mod annual;
mod pipeline;
mod weather_gate;

use chrono::{DateTime, FixedOffset};
use pv_yield_simulator::domain::{Location, PanelArray};

/// Sea-level mid-latitude site on the prime meridian
pub fn mid_latitude_site() -> Location {
    Location::new(40.0, 0.0, 0.0, "UTC").unwrap()
}

/// 10 m² at 20 %, south facing, 35° tilt
pub fn south_array() -> PanelArray {
    PanelArray::new(10.0, 0.2, 35.0, 180.0).unwrap()
}

pub fn ts(rfc3339: &str) -> DateTime<FixedOffset> {
    DateTime::parse_from_rfc3339(rfc3339).unwrap()
}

##############################

[WHAT TO PRODUCE]: Among the lines above, which hold the word "FixedOffset"? Report each one.

[THE COMPLETED TASK]:
use chrono::{DateTime, FixedOffset};
pub fn ts(rfc3339: &str) -> DateTime<FixedOffset> {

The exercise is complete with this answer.